LIBAN: Gaz: quelle éthique pour les contrats?

Fadi Assaf.

Au Liban, on a vu des Ambassadeurs étrangers faire preuve d’une dextérité diplomatique dans des conjonctures particulièrement critiques, d’une grande souplesse pour s’adapter à des mondanités si… libanaises,  d’une réelle détermination à proposer aux Libanais des parts essentielles de leur culture et de leur mode de vie. Des Ambassadeurs étrangers en poste à Beyrouth ont pu contribuer à dénouer des énigmes politiques des plus complexes, à influencer aussi par leurs compétences multiples, la vie culturelle, éducative, sportive, associative.

Petit pays au potentiel économique et commercial limité, le Liban reste un marché secondaire pour ses partenaires arabes et internationaux, d’autant que le risque-pays est souvent décourageant. Il y a eu quelques gros contrats au cours des vingt dernières années, celles de la reconstruction, qui ont profité aux amis traditionnels du Liban, et des Libanais, comme le renouvellement de la flotte d’avions de la Middle East Airlines par Airbus, les contrats de téléphonie mobile, d’infrastructures diverses. Il y a eu aussi de belles affaires, dans des secteurs particuliers comme la banque, l’hôtellerie et l’immobilier, qui ont pu concerner des partenaires occidentaux, et qui ont surtout profité à des milieux d’affaires arabes.

Le point commun entre ces divers contrats et affaires, qu’ils aient impliqué des partenaires internationaux ou arabes, et qu’ils soient strictement commerciaux ou intergouvernementaux même, semble être une personnalisation du système et un court-circuitage méthodique des plateformes officielles, sans parler du recours aux incontournables facilitateurs d’affaires. Ainsi, la présence au poste de Premier ministre d’un homme d’affaires de l’envergure de Rafic Hariri déclenchait toujours un mécanisme d’affaires “clé en mains” : le contrat de Bouygues à Solidere (centre-ville de Beyrouth) un contrat plus “Chiraco-Haririen” que franco-libanais, en est un exemple. Les relations internationales de Hariri profitaient au Liban, à une période où ce pays n’intéressait pas grand monde. Mais l’opacité pouvant accompagner le business qui va avec, devait desservir les Libanais.
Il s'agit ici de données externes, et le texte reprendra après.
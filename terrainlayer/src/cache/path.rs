//! Cache path construction and filename handling.

use crate::coord::TileCoord;
use crate::tile::TileLayer;
use std::path::{Path, PathBuf};

/// Construct the full path for a cached tile image.
///
/// Creates a hierarchical path structure:
/// ```text
/// <cache_dir>/<layer>/<zoom>/<x>/<y>.png
/// ```
///
/// # Example
///
/// ```
/// use std::path::PathBuf;
/// use terrainlayer::cache::cache_path;
/// use terrainlayer::coord::TileCoord;
/// use terrainlayer::tile::TileLayer;
///
/// let cache_dir = PathBuf::from("/cache");
/// let tile = TileCoord { x: 100, y: 200, zoom: 14 };
/// let path = cache_path(&cache_dir, TileLayer::Elevation, &tile);
///
/// assert_eq!(path, PathBuf::from("/cache/terrarium/14/100/200.png"));
/// ```
pub fn cache_path(cache_dir: &Path, layer: TileLayer, tile: &TileCoord) -> PathBuf {
    column_directory(cache_dir, layer, tile).join(format!("{}.png", tile.y))
}

/// Get the directory holding every cached row of one tile column.
///
/// # Example
///
/// ```
/// use std::path::PathBuf;
/// use terrainlayer::cache::column_directory;
/// use terrainlayer::coord::TileCoord;
/// use terrainlayer::tile::TileLayer;
///
/// let tile = TileCoord { x: 100, y: 200, zoom: 14 };
/// let dir = column_directory(&PathBuf::from("/cache"), TileLayer::Landcover, &tile);
///
/// assert_eq!(dir, PathBuf::from("/cache/terrain-background/14/100"));
/// ```
pub fn column_directory(cache_dir: &Path, layer: TileLayer, tile: &TileCoord) -> PathBuf {
    layer_directory(cache_dir, layer)
        .join(tile.zoom.to_string())
        .join(tile.x.to_string())
}

/// Get the directory holding all tiles of one layer.
pub fn layer_directory(cache_dir: &Path, layer: TileLayer) -> PathBuf {
    cache_dir.join(layer.cache_dir_name())
}

#[cfg(test)]
mod tests {
    use super::*;

    #[test]
    fn test_cache_path_elevation() {
        let cache_dir = PathBuf::from("/home/user/.terrainlayer/cache");
        let tile = TileCoord {
            x: 8800,
            y: 5400,
            zoom: 14,
        };

        let path = cache_path(&cache_dir, TileLayer::Elevation, &tile);

        assert_eq!(
            path,
            PathBuf::from("/home/user/.terrainlayer/cache/terrarium/14/8800/5400.png")
        );
    }

    #[test]
    fn test_cache_path_layers_differ() {
        let cache_dir = PathBuf::from("/cache");
        let tile = TileCoord {
            x: 1,
            y: 2,
            zoom: 3,
        };

        let elevation = cache_path(&cache_dir, TileLayer::Elevation, &tile);
        let landcover = cache_path(&cache_dir, TileLayer::Landcover, &tile);

        assert_ne!(elevation, landcover);
        assert_eq!(
            landcover,
            PathBuf::from("/cache/terrain-background/3/1/2.png")
        );
    }

    #[test]
    fn test_cache_path_x_and_y_not_swapped() {
        let cache_dir = PathBuf::from("/cache");
        let a = TileCoord {
            x: 1,
            y: 2,
            zoom: 5,
        };
        let b = TileCoord {
            x: 2,
            y: 1,
            zoom: 5,
        };

        assert_ne!(
            cache_path(&cache_dir, TileLayer::Elevation, &a),
            cache_path(&cache_dir, TileLayer::Elevation, &b)
        );
    }

    #[test]
    fn test_layer_directory() {
        let dir = layer_directory(&PathBuf::from("/cache"), TileLayer::Elevation);
        assert_eq!(dir, PathBuf::from("/cache/terrarium"));
    }
}
//! Coordinate conversion module
//!
//! Spherical Mercator (EPSG:3857) math for the XYZ slippy tile scheme used by
//! the terrain tile servers: tile bounds in projected meters, meters to tile
//! index, and geographic conversions.

mod types;

pub use types::{
    tiles_per_axis, CoordError, MercatorBounds, TileCoord, EARTH_RADIUS, MAX_LAT, MAX_LON,
    MAX_ZOOM, MIN_LAT, MIN_LON, MIN_ZOOM, ORIGIN_SHIFT,
};

use std::f64::consts::PI;

/// Edge length of one tile in projected meters at `zoom`.
#[inline]
pub fn tile_size_meters(zoom: u8) -> f64 {
    2.0 * ORIGIN_SHIFT / tiles_per_axis(zoom) as f64
}

/// Returns the projected bounds of a tile.
///
/// # Example
///
/// ```
/// use terrainlayer::coord::{tile_bounds, TileCoord, ORIGIN_SHIFT};
///
/// let tile = TileCoord::new(0, 0, 1).unwrap();
/// let bounds = tile_bounds(&tile);
/// assert_eq!(bounds.min_x, -ORIGIN_SHIFT);
/// assert_eq!(bounds.max_y, ORIGIN_SHIFT);
/// ```
pub fn tile_bounds(tile: &TileCoord) -> MercatorBounds {
    let size = tile_size_meters(tile.zoom);
    let min_x = -ORIGIN_SHIFT + tile.x as f64 * size;
    let max_y = ORIGIN_SHIFT - tile.y as f64 * size;
    MercatorBounds::new(min_x, max_y - size, min_x + size, max_y)
}

/// Converts a projected position to the tile containing it.
///
/// Positions exactly on the eastern or southern world edge belong to the
/// last tile of the row/column.
pub fn meters_to_tile(mx: f64, my: f64, zoom: u8) -> Result<TileCoord, CoordError> {
    if !(MIN_ZOOM..=MAX_ZOOM).contains(&zoom) {
        return Err(CoordError::InvalidZoom(zoom));
    }
    if !mx.is_finite()
        || !my.is_finite()
        || mx.abs() > ORIGIN_SHIFT
        || my.abs() > ORIGIN_SHIFT
    {
        return Err(CoordError::OutOfWorld { x: mx, y: my });
    }

    let size = tile_size_meters(zoom);
    let last = tiles_per_axis(zoom) - 1;
    let x = (((mx + ORIGIN_SHIFT) / size).floor() as u32).min(last);
    let y = (((ORIGIN_SHIFT - my) / size).floor() as u32).min(last);

    Ok(TileCoord { x, y, zoom })
}

/// Converts geographic coordinates to projected meters.
pub fn lat_lon_to_meters(lat: f64, lon: f64) -> Result<(f64, f64), CoordError> {
    if !(MIN_LAT..=MAX_LAT).contains(&lat) {
        return Err(CoordError::InvalidLatitude(lat));
    }
    if !(MIN_LON..=MAX_LON).contains(&lon) {
        return Err(CoordError::InvalidLongitude(lon));
    }

    let mx = lon * ORIGIN_SHIFT / 180.0;
    let lat_rad = lat * PI / 180.0;
    // MAX_LAT is rounded up from the true Mercator limit
    let my = (lat_rad.tan().asinh() * EARTH_RADIUS).clamp(-ORIGIN_SHIFT, ORIGIN_SHIFT);
    Ok((mx, my))
}

/// Converts projected meters back to `(lat, lon)` degrees.
pub fn meters_to_lat_lon(mx: f64, my: f64) -> (f64, f64) {
    let lon = mx / ORIGIN_SHIFT * 180.0;
    let lat = (my / EARTH_RADIUS).sinh().atan() * 180.0 / PI;
    (lat, lon)
}

/// Converts geographic coordinates to tile coordinates.
///
/// # Arguments
///
/// * `lat` - Latitude in degrees (-85.05112878 to 85.05112878)
/// * `lon` - Longitude in degrees (-180.0 to 180.0)
/// * `zoom` - Zoom level (1 to 15)
#[inline]
pub fn to_tile_coords(lat: f64, lon: f64, zoom: u8) -> Result<TileCoord, CoordError> {
    let (mx, my) = lat_lon_to_meters(lat, lon)?;
    meters_to_tile(mx, my, zoom)
}

#[cfg(test)]
mod tests;
//! Core types for the tile cache.

use thiserror::Error;

/// Cache-related errors.
#[derive(Debug, Error)]
pub enum CacheError {
    /// I/O error during cache operations
    #[error("Cache I/O error: {0}")]
    Io(#[from] std::io::Error),
}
Aujourd’hui, alors que le Liban est promis, comme on ne cesse de l’annoncer aux Libanais, à un avenir économique prospère grâce à son potentiel gazier et pétrolier, on peut espérer tirer parti des relations politiques, d’affaires ou personnelles des responsables libanais afin de valoriser ce potentiel. Mais on doit surtout redouter que ce même manque de transparence observé lors des contrats publics au cours des deux dernières décennies, ne s’impose aujourd’hui, avec une redistribution partisane, clanique, et familiale, pour ne pas dire mafieuse, des concessions gazières puis des retombées financières attendues.

D’un point de vue administratif et légal, des initiatives laissent supposer une volonté de transparence chez les responsables politiques. Mais tout est dans la pratique… Sans revenir sur les circonstances et les modalités des nominations des membres de l’Autorité du secteur pétrolier, on doit accorder au Ministre de l’Energie et au gouvernement le bénéfice du doute et espérer, en même temps, que les exigences des partenaires extérieurs en matière de transparence et de lutte contre la corruption soient infaillibles. Un rôle insoupçonné que prendraient les Ambassadeurs des pays amis, ceux en tout cas qui figurent sur le haut de la liste des pays agissant contre la corruption sur les marchés internationaux, serait celui de pousser vers une plus grande vigilance à l’égard de cette problématique, les autorités politiques et judiciaires, les milieux d’affaires, les médias, et la société civile.

En poussant les intérêts de leurs sociétés, comme l’a si bien fait ces derniers jours l’Ambassadeur de Grande-Bretagne Tom Fletcher avec le soutien de poids de son Ministre des affaires étrangères William Hague en déplacement à Beyrouth, les diplomates étrangers, encore une fois ceux dont les pays occupent une place honorable sur la liste des pays luttant contre la corruption, peuvent aussi pousser vers un assainissement de l’environnement des affaires au Liban, dans le secteur prometteur du gaz et du pétrole notamment. En se réappropriant le rôle de VRP pour défendre les intérêts économiques et commerciaux de leur pays, un rôle qu’ils auraient pu délaisser ces quelques dernières années par manque d’opportunités conséquentes, les diplomates étrangers, activement impliqués dans le business gazier et pétrolier au Liban, peuvent aussi servir les intérêts de leur pays d’accueil en contribuant à la promotion d’une authentique éthique des affaires et d’une gouvernance seine des affaires publiques. Diplomatiquement, sans ingérences dans les affaires libanaises, et dans l’intérêt des deux parties.